Она не могла себе объяснить, что именно не так. Ощущение счастья, трансформировавшееся за время общения с Антоном из робкого мотылька в мягкую уютную подушку, неожиданно оказавшуюся набитой не пухом, а соломой, теперь и вовсе натянулось жесткой пружиной, метя Серафиме прямо в лоб. Отсутствие окончательного удара казалось просто отсрочкой.

Но Жанна лишь посмеялась над ее мнительностью:

– Будешь ждать от жизни только плохого – обязательно это плохое получишь. Мысль материальна. Мужики – цветы. Рви, плети венки, завяли – выбрасывай и рви новые. Все просто.

Иногда Сима остро завидовала девушкам, у которых все просто. У нее было вечно все сложно, проблематично и напряженно. Наверное, от того, что Серафима была слишком умной, трезвой и смотрела на жизнь не как на праздничный воздушный шарик, а как на объект, из которого торчит ниточка, а значит – можно зацепить и привязать, и как на крайне уязвимую поверхность, вся радужная праздничность которой в одно мгновение может превратиться в жеваный кусочек цветной резинки. И не просто превратиться, а еще и оглушительно бабахнуть напоследок, напугав до обморока и окунув в неизбежность.

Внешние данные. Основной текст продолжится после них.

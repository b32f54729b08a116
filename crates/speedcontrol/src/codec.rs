//! Row encoding for stored records.
//!
//! A row is the fixed four-field tuple `[id, timestamp, vehicle_number, speed]`
//! written as one CSV line. This module also owns the canonical text formats
//! for timestamps, request dates and partition day keys.

use std::num::ParseFloatError;

use chrono::{DateTime, NaiveDate, NaiveDateTime, TimeZone, Utc};
use csv::StringRecord;
use thiserror::Error;

use crate::record::Record;

/// Number of fields in a stored row.
pub const ROW_FIELDS: usize = 4;

/// Canonical timestamp format, `DD.MM.YYYY HH:MM:SS`.
pub const TIMESTAMP_FORMAT: &str = "%d.%m.%Y %H:%M:%S";

/// Canonical date format used by queries, `DD.MM.YYYY`.
pub const DATE_FORMAT: &str = "%d.%m.%Y";

/// Format of a partition's day key, `DD_MM_YYYY`.
pub const DAY_KEY_FORMAT: &str = "%d_%m_%Y";

/// One encoded record: `[id, timestamp, vehicle_number, speed]`.
pub type Row = [String; ROW_FIELDS];

/// Reasons a stored row can fail to decode.
#[derive(Debug, Error)]
pub enum FormatError {
    /// The row does not have exactly [`ROW_FIELDS`] fields.
    #[error("expected 4 fields, found {found}")]
    FieldCount {
        /// Number of fields actually present.
        found: usize,
    },

    /// The timestamp field does not match [`TIMESTAMP_FORMAT`].
    #[error("invalid timestamp '{value}': {source}")]
    Timestamp {
        /// The offending field.
        value: String,
        /// The parse failure.
        #[source]
        source: TimeTextError,
    },

    /// The speed field is not a floating-point number.
    #[error("invalid speed '{value}': {source}")]
    Speed {
        /// The offending field.
        value: String,
        /// The parse failure.
        #[source]
        source: ParseFloatError,
    },

    /// The line is not valid delimited text.
    #[error("{0}")]
    Syntax(String),
}

/// Reasons timestamp or date text is rejected.
#[derive(Debug, Error)]
pub enum TimeTextError {
    /// The text does not parse against the format at all.
    #[error(transparent)]
    Parse(#[from] chrono::ParseError),

    /// The text parses but is not in canonical zero-padded form.
    #[error("not in canonical form {expected}")]
    NotCanonical {
        /// The canonical form, for the message.
        expected: &'static str,
    },
}

/// Encode a record as a row.
#[must_use]
pub fn encode(record: &Record) -> Row {
    [
        record.id().to_string(),
        format_timestamp(&record.timestamp()),
        record.vehicle_number().to_string(),
        record.speed().to_string(),
    ]
}

/// Encode a record as one complete CSV line, terminator included.
///
/// # Errors
///
/// Returns an error if the csv writer fails, which only happens on I/O
/// failure of the in-memory buffer.
pub fn encode_line(record: &Record) -> std::io::Result<Vec<u8>> {
    let mut writer = csv::WriterBuilder::new()
        .has_headers(false)
        .from_writer(Vec::new());
    writer.write_record(encode(record))?;
    writer
        .into_inner()
        .map_err(|err| std::io::Error::new(err.error().kind(), err.error().to_string()))
}

/// Decode a row into a record.
///
/// Only syntax is checked here; range rules were enforced when the record
/// was first constructed.
///
/// # Errors
///
/// Returns a [`FormatError`] if the timestamp or speed field does not parse.
pub fn decode(row: &Row) -> Result<Record, FormatError> {
    let [id, timestamp, vehicle_number, speed] = row;
    decode_parts(id, timestamp, vehicle_number, speed)
}

/// Decode a row read from a partition file.
///
/// # Errors
///
/// Returns a [`FormatError`] if the field count is not [`ROW_FIELDS`] or a
/// field does not parse.
pub fn decode_fields(fields: &StringRecord) -> Result<Record, FormatError> {
    if fields.len() != ROW_FIELDS {
        return Err(FormatError::FieldCount {
            found: fields.len(),
        });
    }
    decode_parts(&fields[0], &fields[1], &fields[2], &fields[3])
}

fn decode_parts(
    id: &str,
    timestamp: &str,
    vehicle_number: &str,
    speed: &str,
) -> Result<Record, FormatError> {
    let parsed_timestamp = parse_timestamp(timestamp).map_err(|source| FormatError::Timestamp {
        value: timestamp.to_string(),
        source,
    })?;
    let parsed_speed = speed.parse::<f64>().map_err(|source| FormatError::Speed {
        value: speed.to_string(),
        source,
    })?;

    Ok(Record::from_parts(
        id.to_string(),
        parsed_timestamp,
        vehicle_number.to_string(),
        parsed_speed,
    ))
}

/// Render a timestamp in [`TIMESTAMP_FORMAT`].
#[must_use]
pub fn format_timestamp(timestamp: &DateTime<Utc>) -> String {
    timestamp.format(TIMESTAMP_FORMAT).to_string()
}

/// Parse a UTC timestamp in [`TIMESTAMP_FORMAT`].
///
/// Only the exact fixed-width form is accepted: `5.3.2024 8:30:00` and
/// `15.03.202408:30:00` are rejected even though chrono alone takes them.
///
/// # Errors
///
/// Returns an error if the text does not parse or is not canonical.
pub fn parse_timestamp(text: &str) -> Result<DateTime<Utc>, TimeTextError> {
    let naive = NaiveDateTime::parse_from_str(text, TIMESTAMP_FORMAT)?;
    let timestamp = Utc.from_utc_datetime(&naive);
    if format_timestamp(&timestamp) != text {
        return Err(TimeTextError::NotCanonical {
            expected: "DD.MM.YYYY HH:MM:SS",
        });
    }
    Ok(timestamp)
}

/// Parse a date in [`DATE_FORMAT`], fixed-width only.
///
/// # Errors
///
/// Returns an error if the text does not parse or is not canonical.
pub fn parse_date(text: &str) -> Result<NaiveDate, TimeTextError> {
    let day = NaiveDate::parse_from_str(text, DATE_FORMAT)?;
    if day.format(DATE_FORMAT).to_string() != text {
        return Err(TimeTextError::NotCanonical {
            expected: "DD.MM.YYYY",
        });
    }
    Ok(day)
}

/// The partition day key for a date.
#[must_use]
pub fn day_key(day: NaiveDate) -> String {
    day.format(DAY_KEY_FORMAT).to_string()
}

#[cfg(test)]
mod tests {
    use super::*;
    use proptest::prelude::*;

    fn sample() -> Record {
        let timestamp = parse_timestamp("15.03.2024 08:30:00").unwrap();
        Record::new(timestamp, "AB123CD", 85.5).unwrap()
    }

    fn row(fields: [&str; ROW_FIELDS]) -> Row {
        fields.map(str::to_string)
    }

    #[test]
    fn test_encode_field_order() {
        let record = sample();
        let encoded = encode(&record);

        assert_eq!(encoded[0], record.id());
        assert_eq!(encoded[1], "15.03.2024 08:30:00");
        assert_eq!(encoded[2], "AB123CD");
        assert_eq!(encoded[3], "85.5");
    }

    #[test]
    fn test_decode_encoded_record() {
        let record = sample();
        let decoded = decode(&encode(&record)).unwrap();
        assert_eq!(decoded, record);
    }

    #[test]
    fn test_decode_does_not_validate_ranges() {
        let decoded = decode(&row(["abc", "01.01.1999 00:00:00", "", "999.5"])).unwrap();
        assert_eq!(decoded.id(), "abc");
        assert_eq!(decoded.vehicle_number(), "");
        assert!((decoded.speed() - 999.5).abs() < f64::EPSILON);
    }

    #[test]
    fn test_decode_bad_timestamp() {
        let err = decode(&row(["id", "2024-03-15 08:30:00", "X", "10"])).unwrap_err();
        assert!(matches!(err, FormatError::Timestamp { .. }));
    }

    #[test]
    fn test_decode_bad_speed() {
        let err = decode(&row(["id", "15.03.2024 08:30:00", "X", "fast"])).unwrap_err();
        assert!(matches!(err, FormatError::Speed { .. }));
    }

    #[test]
    fn test_decode_fields_wrong_count() {
        let fields = StringRecord::from(vec!["id", "15.03.2024 08:30:00", "X"]);
        let err = decode_fields(&fields).unwrap_err();
        assert!(matches!(err, FormatError::FieldCount { found: 3 }));

        let fields = StringRecord::from(vec!["id", "15.03.2024 08:30:00", "X", "1", "extra"]);
        let err = decode_fields(&fields).unwrap_err();
        assert!(matches!(err, FormatError::FieldCount { found: 5 }));
    }

    #[test]
    fn test_encode_line_quotes_delimiters() {
        let timestamp = parse_timestamp("15.03.2024 08:30:00").unwrap();
        let record = Record::new(timestamp, "AB,\"12\"", 10.0).unwrap();
        let line = String::from_utf8(encode_line(&record).unwrap()).unwrap();

        assert!(line.ends_with('\n'));
        assert_eq!(line.matches('\n').count(), 1);
        assert!(line.contains("\"AB,\"\"12\"\"\""));

        let mut reader = csv::ReaderBuilder::new()
            .has_headers(false)
            .from_reader(line.as_bytes());
        let fields = reader.records().next().unwrap().unwrap();
        assert_eq!(decode_fields(&fields).unwrap(), record);
    }

    #[test]
    fn test_day_key() {
        let day = NaiveDate::from_ymd_opt(2024, 3, 5).unwrap();
        assert_eq!(day_key(day), "05_03_2024");
    }

    #[test]
    fn test_parse_date() {
        let day = parse_date("15.03.2024").unwrap();
        assert_eq!(day, NaiveDate::from_ymd_opt(2024, 3, 15).unwrap());
        assert!(parse_date("2024-03-15").is_err());
    }

    #[test]
    fn test_parse_rejects_unpadded_and_unspaced_text() {
        for text in ["5.3.2024 8:30:00", "15.03.202408:30:00", "15.03.2024 8:30:00"] {
            let err = parse_timestamp(text).unwrap_err();
            assert!(matches!(err, TimeTextError::NotCanonical { .. }), "{text}");
        }
        assert!(matches!(
            parse_date("5.3.2024").unwrap_err(),
            TimeTextError::NotCanonical { .. }
        ));
        assert!(matches!(
            parse_date("15.3.2024").unwrap_err(),
            TimeTextError::NotCanonical { .. }
        ));
    }

    #[test]
    fn test_decode_rejects_non_canonical_timestamp() {
        for text in ["5.3.2024 8:30:00", "15.03.202408:30:00"] {
            let err = decode(&row(["id", text, "X", "10"])).unwrap_err();
            match err {
                FormatError::Timestamp { value, source } => {
                    assert_eq!(value, text);
                    assert!(matches!(source, TimeTextError::NotCanonical { .. }));
                }
                other => panic!("unexpected error: {other:?}"),
            }
        }
    }

    #[test]
    fn test_format_error_display() {
        let err = FormatError::FieldCount { found: 2 };
        assert_eq!(err.to_string(), "expected 4 fields, found 2");
    }

    proptest! {
        #[test]
        fn prop_line_decodes_to_same_record(
            secs in 1_262_307_600_i64..=1_893_459_600_i64,
            vehicle in "[A-Z0-9 ,\"]{1,12}",
            speed in 0.0_f64..=400.0,
        ) {
            let timestamp = DateTime::from_timestamp(secs, 0).unwrap();
            let record = Record::new(timestamp, vehicle, speed).unwrap();

            let line = encode_line(&record).unwrap();
            let mut reader = csv::ReaderBuilder::new()
                .has_headers(false)
                .from_reader(line.as_slice());
            let fields = reader.records().next().unwrap().unwrap();

            prop_assert_eq!(decode_fields(&fields).unwrap(), record);
        }
    }
}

«А может, так и надо жить: волочь свой шарик за ниточку, весело подпрыгивая, а не высматривая на пути следования шипы и колючки. Лопнет – значит судьба такая. Может, он оттого и лопается, что я этого жду? Другие-то живут себе и не особо переживают. Ну и что, что любовь. А что, если это и не любовь вовсе, а так, от тоски и долгого простоя? Будь что будет. Сколько ни есть счастливых минуток, а все мои».


На следующий день Антон доставил ее на работу в соответствующем моменту праздничном настроении.

– Ух, какая ты сегодня, Разуваева, – мотнул плешивой башкой шеф и ущипнул воздух рядом с Серафимой. После чего, зажмурившись, словно обожравшийся кот, на некоторое время застыл в нирване.

День был условно-рабочим, так как мужчины, найдя повод, праздновать начали задолго до общего сбора в столовой. Часть коллектива стихийно разделилась на парочки, удивляя сторонних, обделенных парой наблюдателей, неожиданными комбинациями. Кто-то осуществлял давние романтические планы по сближению с интересующими объектами противоположного пола, кто-то сближался с корыстной целью, кто-то просто устраивал охоту, движимый спортивным азартом. Дамы бальзаковского и более старшего возраста, утратившие свежесть, мужей или наивность, а то и все вместе взятое, пользовались праздничной индульгенцией, требуя внимания и кокетничая напропалую.